__Data__
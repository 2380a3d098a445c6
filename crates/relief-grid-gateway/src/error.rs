//! API error types and responses.
//!
//! This module defines the standard error format for all API responses.

use axum::http::StatusCode;
use axum::response::{IntoResponse, Response};
use axum::Json;
use serde::Serialize;
use thiserror::Error;

use relief_grid_core::geo::GeoError;
use relief_grid_hub::HubError;
use relief_grid_ledger::LedgerError;
use relief_grid_store::StoreError;

use crate::auth::AuthError;

/// API error type that implements `IntoResponse`.
#[derive(Debug, Error)]
pub enum ApiError {
    /// Missing or invalid authentication token.
    #[error("unauthorized")]
    Unauthorized,

    /// The authenticated role does not permit this action.
    #[error("forbidden: {0}")]
    Forbidden(String),

    /// The requested resource was not found.
    #[error("not found: {0}")]
    NotFound(String),

    /// The request conflicts with the current state.
    #[error("conflict: {0}")]
    Conflict(String),

    /// Invalid request body or parameters.
    #[error("bad request: {0}")]
    BadRequest(String),

    /// The durable store could not complete the request in time.
    #[error("store unavailable")]
    StoreUnavailable,

    /// Internal server error.
    #[error("internal error: {0}")]
    Internal(String),
}

/// Error response body.
#[derive(Debug, Serialize)]
struct ErrorResponse {
    error: ErrorBody,
}

/// Error details.
#[derive(Debug, Serialize)]
struct ErrorBody {
    code: &'static str,
    message: String,
}

impl ApiError {
    /// Get the HTTP status code for this error.
    #[must_use]
    pub const fn status_code(&self) -> StatusCode {
        match self {
            Self::Unauthorized => StatusCode::UNAUTHORIZED,
            Self::Forbidden(_) => StatusCode::FORBIDDEN,
            Self::NotFound(_) => StatusCode::NOT_FOUND,
            Self::Conflict(_) => StatusCode::CONFLICT,
            Self::BadRequest(_) => StatusCode::BAD_REQUEST,
            Self::StoreUnavailable => StatusCode::SERVICE_UNAVAILABLE,
            Self::Internal(_) => StatusCode::INTERNAL_SERVER_ERROR,
        }
    }

    /// Get the error code string for this error.
    #[must_use]
    pub const fn code(&self) -> &'static str {
        match self {
            Self::Unauthorized => "unauthorized",
            Self::Forbidden(_) => "forbidden",
            Self::NotFound(_) => "not_found",
            Self::Conflict(_) => "conflict",
            Self::BadRequest(_) => "bad_request",
            Self::StoreUnavailable => "store_unavailable",
            Self::Internal(_) => "internal_error",
        }
    }
}

impl IntoResponse for ApiError {
    fn into_response(self) -> Response {
        let status = self.status_code();
        let code = self.code();
        let message = self.to_string();

        let body = ErrorResponse {
            error: ErrorBody { code, message },
        };

        (status, Json(body)).into_response()
    }
}

impl From<AuthError> for ApiError {
    fn from(err: AuthError) -> Self {
        tracing::debug!(error = %err, "Token rejected");
        Self::Unauthorized
    }
}

impl From<GeoError> for ApiError {
    fn from(err: GeoError) -> Self {
        Self::BadRequest(err.to_string())
    }
}

impl From<HubError> for ApiError {
    fn from(err: HubError) -> Self {
        match err {
            HubError::EmptyMessage => Self::BadRequest("message content is empty".to_string()),
            HubError::Persistence(msg) => {
                tracing::error!(error = %msg, "Durable append failed");
                Self::StoreUnavailable
            }
            HubError::Internal(msg) => {
                tracing::error!(error = %msg, "Hub internal error");
                Self::Internal("message hub error".to_string())
            }
        }
    }
}

impl From<LedgerError> for ApiError {
    fn from(err: LedgerError) -> Self {
        match err {
            LedgerError::Unauthorized { .. } => Self::Forbidden(err.to_string()),
            LedgerError::InvalidTransition { .. } => Self::Conflict(err.to_string()),
            LedgerError::OutOfRange { .. } => Self::BadRequest(err.to_string()),
            LedgerError::TaskNotFound(id) => Self::NotFound(format!("task {id}")),
            LedgerError::ResourceNotFound(id) => Self::NotFound(format!("resource {id}")),
            LedgerError::Store(store_err) => Self::from(store_err),
        }
    }
}

impl From<StoreError> for ApiError {
    fn from(err: StoreError) -> Self {
        match err {
            StoreError::NotFound => Self::NotFound("record".to_string()),
            other => {
                tracing::error!(error = %other, "Store error");
                Self::Internal("storage error".to_string())
            }
        }
    }
}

__Task instructions__
Search the data for the string "Json" and copy out every line where it is found.

__Result of this task__
use axum::Json;
        (status, Json(body)).into_response()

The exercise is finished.